Wrinkled graphene cages as hosts for high capacity Li metal anodes shown by cryogenic electron microscopy.

Lithium (Li) metal has long been considered the "holy grail" of battery anode chemistry, but is plagued by its low efficiency and poor safety due to its high chemical reactivity and large volume fluctuation, respectively. Here we introduce a new host of wrinkled graphene cage (WGC) for Li metal. Different from recently reported amorphous carbon spheres, WGC shows highly improved mechanical stability, better Li ion conductivity and excellent solid electrolyte interphase (SEI) for continuous robust Li metal protection.
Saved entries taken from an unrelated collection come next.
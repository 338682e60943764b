//! Conversion from [`SqlValue`]s into Rust values.
//!
//! Conversions are lenient in the same directions the server is: integers
//! narrow with range checks, integral floats convert to integers, numbers
//! parse from text, and anything but binary data renders into a `String`.

use bytes::Bytes;
use chrono::{DateTime, Local, LocalResult, NaiveDateTime, TimeDelta, TimeZone, Utc};

use crate::error::TypeError;
use crate::value::SqlValue;

/// A Rust type that can be read from a [`SqlValue`].
pub trait FromSql: Sized {
    /// Convert a non-NULL value. NULL yields [`TypeError::UnexpectedNull`].
    fn from_sql(value: &SqlValue) -> Result<Self, TypeError>;

    /// Convert a value that may be NULL.
    fn from_sql_nullable(value: &SqlValue) -> Result<Option<Self>, TypeError> {
        if value.is_null() {
            Ok(None)
        } else {
            Self::from_sql(value).map(Some)
        }
    }
}

fn integral(value: &SqlValue, target: &'static str) -> Result<i64, TypeError> {
    if let Some(v) = value.as_i64() {
        return Ok(v);
    }
    match value {
        SqlValue::Null => Err(TypeError::UnexpectedNull(target)),
        SqlValue::Real(_) | SqlValue::Float(_) => {
            let f = value.as_f64().unwrap_or(f64::NAN);
            if f.fract() == 0.0 && f >= i64::MIN as f64 && f < i64::MAX as f64 {
                Ok(f as i64)
            } else {
                Err(TypeError::out_of_range(target, f))
            }
        }
        SqlValue::String(s) => s
            .trim()
            .parse::<i64>()
            .map_err(|_| TypeError::mismatch(target, format!("string {s:?}"))),
        other => Err(TypeError::mismatch(target, other.type_name())),
    }
}

macro_rules! from_sql_int {
    ($($ty:ty),* $(,)?) => {
        $(
            impl FromSql for $ty {
                fn from_sql(value: &SqlValue) -> Result<Self, TypeError> {
                    let v = integral(value, stringify!($ty))?;
                    <$ty>::try_from(v).map_err(|_| TypeError::out_of_range(stringify!($ty), v))
                }
            }
        )*
    };
}

from_sql_int!(u8, i8, i16, u16, i32, u32, i64, u64, isize, usize);

fn floating(value: &SqlValue, target: &'static str) -> Result<f64, TypeError> {
    if let Some(v) = value.as_f64() {
        return Ok(v);
    }
    match value {
        SqlValue::Null => Err(TypeError::UnexpectedNull(target)),
        SqlValue::String(s) => s
            .trim()
            .parse::<f64>()
            .map_err(|_| TypeError::mismatch(target, format!("string {s:?}"))),
        other => Err(TypeError::mismatch(target, other.type_name())),
    }
}

impl FromSql for f64 {
    fn from_sql(value: &SqlValue) -> Result<Self, TypeError> {
        floating(value, "f64")
    }
}

impl FromSql for f32 {
    fn from_sql(value: &SqlValue) -> Result<Self, TypeError> {
        if let SqlValue::Real(v) = value {
            return Ok(*v);
        }
        let v = floating(value, "f32")?;
        if v.is_finite() && v.abs() > f64::from(f32::MAX) {
            return Err(TypeError::out_of_range("f32", v));
        }
        Ok(v as f32)
    }
}

impl FromSql for bool {
    fn from_sql(value: &SqlValue) -> Result<Self, TypeError> {
        match value {
            SqlValue::Bool(v) => Ok(*v),
            SqlValue::Null => Err(TypeError::UnexpectedNull("bool")),
            SqlValue::String(s) => match s.trim() {
                "1" => Ok(true),
                "0" => Ok(false),
                t if t.eq_ignore_ascii_case("true") => Ok(true),
                t if t.eq_ignore_ascii_case("false") => Ok(false),
                _ => Err(TypeError::mismatch("bool", format!("string {s:?}"))),
            },
            other => match other.as_i64() {
                Some(0) => Ok(false),
                Some(1) => Ok(true),
                Some(v) => Err(TypeError::out_of_range("bool", v)),
                None => Err(TypeError::mismatch("bool", other.type_name())),
            },
        }
    }
}

impl FromSql for String {
    fn from_sql(value: &SqlValue) -> Result<Self, TypeError> {
        match value {
            SqlValue::String(s) => Ok(s.clone()),
            SqlValue::Null => Err(TypeError::UnexpectedNull("String")),
            SqlValue::Binary(b) => String::from_utf8(b.to_vec())
                .map_err(|_| TypeError::mismatch("String", "non UTF-8 binary data")),
            other => Ok(other.to_string()),
        }
    }
}

impl FromSql for Vec<u8> {
    fn from_sql(value: &SqlValue) -> Result<Self, TypeError> {
        Bytes::from_sql(value).map(|b| b.to_vec())
    }
}

impl FromSql for Bytes {
    fn from_sql(value: &SqlValue) -> Result<Self, TypeError> {
        match value {
            SqlValue::Binary(b) => Ok(b.clone()),
            SqlValue::String(s) => Ok(Bytes::copy_from_slice(s.as_bytes())),
            SqlValue::Null => Err(TypeError::UnexpectedNull("Bytes")),
            other => Err(TypeError::mismatch("Bytes", other.type_name())),
        }
    }
}

impl FromSql for NaiveDateTime {
    fn from_sql(value: &SqlValue) -> Result<Self, TypeError> {
        match value {
            SqlValue::DateTime(dt) => Ok(*dt),
            SqlValue::Null => Err(TypeError::UnexpectedNull("NaiveDateTime")),
            SqlValue::String(s) => parse_datetime(s),
            other => Err(TypeError::mismatch("NaiveDateTime", other.type_name())),
        }
    }
}

impl FromSql for DateTime<Local> {
    fn from_sql(value: &SqlValue) -> Result<Self, TypeError> {
        let naive = NaiveDateTime::from_sql(value)?;
        resolve_local(naive)
    }
}

impl FromSql for DateTime<Utc> {
    fn from_sql(value: &SqlValue) -> Result<Self, TypeError> {
        DateTime::<Local>::from_sql(value).map(|dt| dt.with_timezone(&Utc))
    }
}

impl FromSql for SqlValue {
    fn from_sql(value: &SqlValue) -> Result<Self, TypeError> {
        Ok(value.clone())
    }
}

impl<T: FromSql> FromSql for Option<T> {
    fn from_sql(value: &SqlValue) -> Result<Self, TypeError> {
        T::from_sql_nullable(value)
    }
}

/// Attach the local time zone to a wall-clock value.
///
/// See [`resolve_in`] for how DST edges are handled.
pub fn resolve_local(naive: NaiveDateTime) -> Result<DateTime<Local>, TypeError> {
    resolve_in(&Local, naive)
}

/// Attach a time zone to a wall-clock value.
///
/// Times repeated by a DST fold resolve to the earlier instant; times skipped
/// by a DST gap move forward by the width of the gap.
pub fn resolve_in<Tz: TimeZone>(tz: &Tz, naive: NaiveDateTime) -> Result<DateTime<Tz>, TypeError> {
    earliest_instant(tz.from_local_datetime(&naive))
        // Gaps are at most an hour wide in every real zone.
        .or_else(|| earliest_instant(tz.from_local_datetime(&(naive + TimeDelta::hours(1)))))
        .ok_or_else(|| TypeError::mismatch("DateTime", naive.to_string()))
}

// The pair in `Ambiguous` is not guaranteed to be in time order.
fn earliest_instant<Tz: TimeZone>(result: LocalResult<DateTime<Tz>>) -> Option<DateTime<Tz>> {
    match result {
        LocalResult::Single(dt) => Some(dt),
        LocalResult::Ambiguous(a, b) => Some(a.min(b)),
        LocalResult::None => None,
    }
}

fn parse_datetime(s: &str) -> Result<NaiveDateTime, TypeError> {
    const FORMATS: [&str; 2] = ["%Y-%m-%d %H:%M:%S%.f", "%Y-%m-%dT%H:%M:%S%.f"];
    let s = s.trim();
    for fmt in FORMATS {
        if let Ok(dt) = NaiveDateTime::parse_from_str(s, fmt) {
            return Ok(dt);
        }
    }
    chrono::NaiveDate::parse_from_str(s, "%Y-%m-%d")
        .map(|d| d.and_time(chrono::NaiveTime::MIN))
        .map_err(|_| TypeError::mismatch("NaiveDateTime", format!("string {s:?}")))
}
At low areal capacities, Li metal is preferentially deposited inside the graphene cage. Cryogenic electron microscopy (Cryo-EM) characterization shows that a uniform and stable SEI forms onto the WGC surface that can shield the Li metal from direct exposure to electrolyte. With increased areal capacities, Li metal is plated densely and homogeneously into the outer pore spaces between graphene cages with no dendrite growth or volume change. As a result, a high Coulombic Efficiency (CE) of ~98.0% was achieved under 0.5 mA/cm2 and 1-10 mAh/cm2 in commercial carbonate electrolytes, and a CE of 99.1% was realized with high concentration electrolytes under 0.5 mA/cm2 and 3 mAh/cm2 . Full cells using WGC electrodes with pre-stored Li paired with Li iron phosphate showed better specific capacity as well as greatly improved cycle lifetime. With 10 mAh/cm2 Li metal loading, the WGC/Li composite electrode was able to provide a high specific capacity of ~2785 mAh/g. With its roll-to-roll compatible fabrication procedure, WGC serves as a highly promising material for the practical realization of Li metal anode in next generation high energy density secondary batteries.